**What the task requires:** Every line from the start of the listing below through the line that contains "for (dir, filename)" is to be reproduced word for word.

(Beginning of Dataset records)

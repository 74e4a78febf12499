use bytes::Bytes;
use resp_server::rdb::{RdbError, load_rdb_file};

/// Two keys without expiry, one expired in 2022 and one expiring in 2100.
const SNAPSHOT: &[u8] = b"REDIS0011\
    \xFA\x09redis-ver\x057.2.0\
    \xFA\x0Aredis-bits\xC0\x40\
    \xFE\x00\
    \xFB\x04\x02\
    \x00\x05mango\x09raspberry\
    \x00\x06number\xC0\x2A\
    \xFC\x00\x9C\xEF\x12\x7E\x01\x00\x00\x00\x05stale\x05bread\
    \xFD\x80\x43\x83\xF4\x00\x05fresh\x05apple\
    \xFF\x89\x3B\xB7\x4E\xF8\x0F\x77\x19";

#[tokio::test]
async fn test_load_rdb_file() {
    let directory = tempfile::tempdir().unwrap();
    std::fs::write(directory.path().join("dump.rdb"), SNAPSHOT).unwrap();

    let mut store = load_rdb_file(directory.path().to_str(), Some("dump.rdb"))
        .await
        .unwrap()
        .expect("the snapshot file exists");

    let test_cases = vec![
        ("mango", Some("raspberry")),
        ("number", Some("42")),
        ("stale", None),
        ("fresh", Some("apple")),
    ];

    for (key, expected) in test_cases {
        assert_eq!(
            store.get(key.as_bytes()).unwrap(),
            expected.map(|value| Bytes::copy_from_slice(value.as_bytes())),
            "value of {}",
            key
        );
    }

    let mut keys = store.keys();
    keys.sort();
    assert_eq!(keys, vec!["fresh", "mango", "number"]);
}

#[tokio::test]
async fn test_missing_snapshot_starts_empty() {
    let directory = tempfile::tempdir().unwrap();

    let test_cases = vec![
        (directory.path().to_str(), Some("absent.rdb")),
        (None, Some("dump.rdb")),
        (directory.path().to_str(), None),
    ];

    for (dir, filename) in test_cases {
        assert!(
            load_rdb_file(dir, filename).await.unwrap().is_none(),
            "loading {:?}/{:?}",
            dir,
            filename
        );
    }
}

#[tokio::test]
async fn test_corrupt_snapshot_is_fatal() {
    let directory = tempfile::tempdir().unwrap();

    let test_cases: Vec<(&str, Vec<u8>)> = vec![
        ("truncated.rdb", SNAPSHOT[..SNAPSHOT.len() - 20].to_vec()),
        ("wrong-magic.rdb", b"RADIS0011\xFF\0\0\0\0\0\0\0\0".to_vec()),
        (
            "list-value.rdb",
            b"REDIS0011\xFE\x00\x01\x04list\x01\x01a\xFF\0\0\0\0\0\0\0\0".to_vec(),
        ),
        (
            "compressed.rdb",
            b"REDIS0011\xFE\x00\x00\x03key\xC3\x01\x01a\xFF\0\0\0\0\0\0\0\0".to_vec(),
        ),
    ];

    for (filename, contents) in test_cases {
        std::fs::write(directory.path().join(filename), contents).unwrap();

        let result = load_rdb_file(directory.path().to_str(), Some(filename)).await;

        assert!(
            matches!(
                result,
                Err(RdbError::UnexpectedEof(_)
                    | RdbError::InvalidMagicString
                    | RdbError::UnsupportedValueType(_)
                    | RdbError::UnsupportedCompressedString)
            ),
            "loading {} gave {:?}",
            filename,
            result.map(|store| store.map(|store| store.len()))
        );
    }
}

(End of Dataset records)

**Task response:**
repository 74e4a78febf12499
use bytes::Bytes;
use resp_server::rdb::{RdbError, load_rdb_file};

/// Two keys without expiry, one expired in 2022 and one expiring in 2100.
const SNAPSHOT: &[u8] = b"REDIS0011\
    \xFA\x09redis-ver\x057.2.0\
    \xFA\x0Aredis-bits\xC0\x40\
    \xFE\x00\
    \xFB\x04\x02\
    \x00\x05mango\x09raspberry\
    \x00\x06number\xC0\x2A\
    \xFC\x00\x9C\xEF\x12\x7E\x01\x00\x00\x00\x05stale\x05bread\
    \xFD\x80\x43\x83\xF4\x00\x05fresh\x05apple\
    \xFF\x89\x3B\xB7\x4E\xF8\x0F\x77\x19";

#[tokio::test]
async fn test_load_rdb_file() {
    let directory = tempfile::tempdir().unwrap();
    std::fs::write(directory.path().join("dump.rdb"), SNAPSHOT).unwrap();

    let mut store = load_rdb_file(directory.path().to_str(), Some("dump.rdb"))
        .await
        .unwrap()
        .expect("the snapshot file exists");

    let test_cases = vec![
        ("mango", Some("raspberry")),
        ("number", Some("42")),
        ("stale", None),
        ("fresh", Some("apple")),
    ];

    for (key, expected) in test_cases {
        assert_eq!(
            store.get(key.as_bytes()).unwrap(),
            expected.map(|value| Bytes::copy_from_slice(value.as_bytes())),
            "value of {}",
            key
        );
    }

    let mut keys = store.keys();
    keys.sort();
    assert_eq!(keys, vec!["fresh", "mango", "number"]);
}

#[tokio::test]
async fn test_missing_snapshot_starts_empty() {
    let directory = tempfile::tempdir().unwrap();

    let test_cases = vec![
        (directory.path().to_str(), Some("absent.rdb")),
        (None, Some("dump.rdb")),
        (directory.path().to_str(), None),
    ];

    for (dir, filename) in test_cases {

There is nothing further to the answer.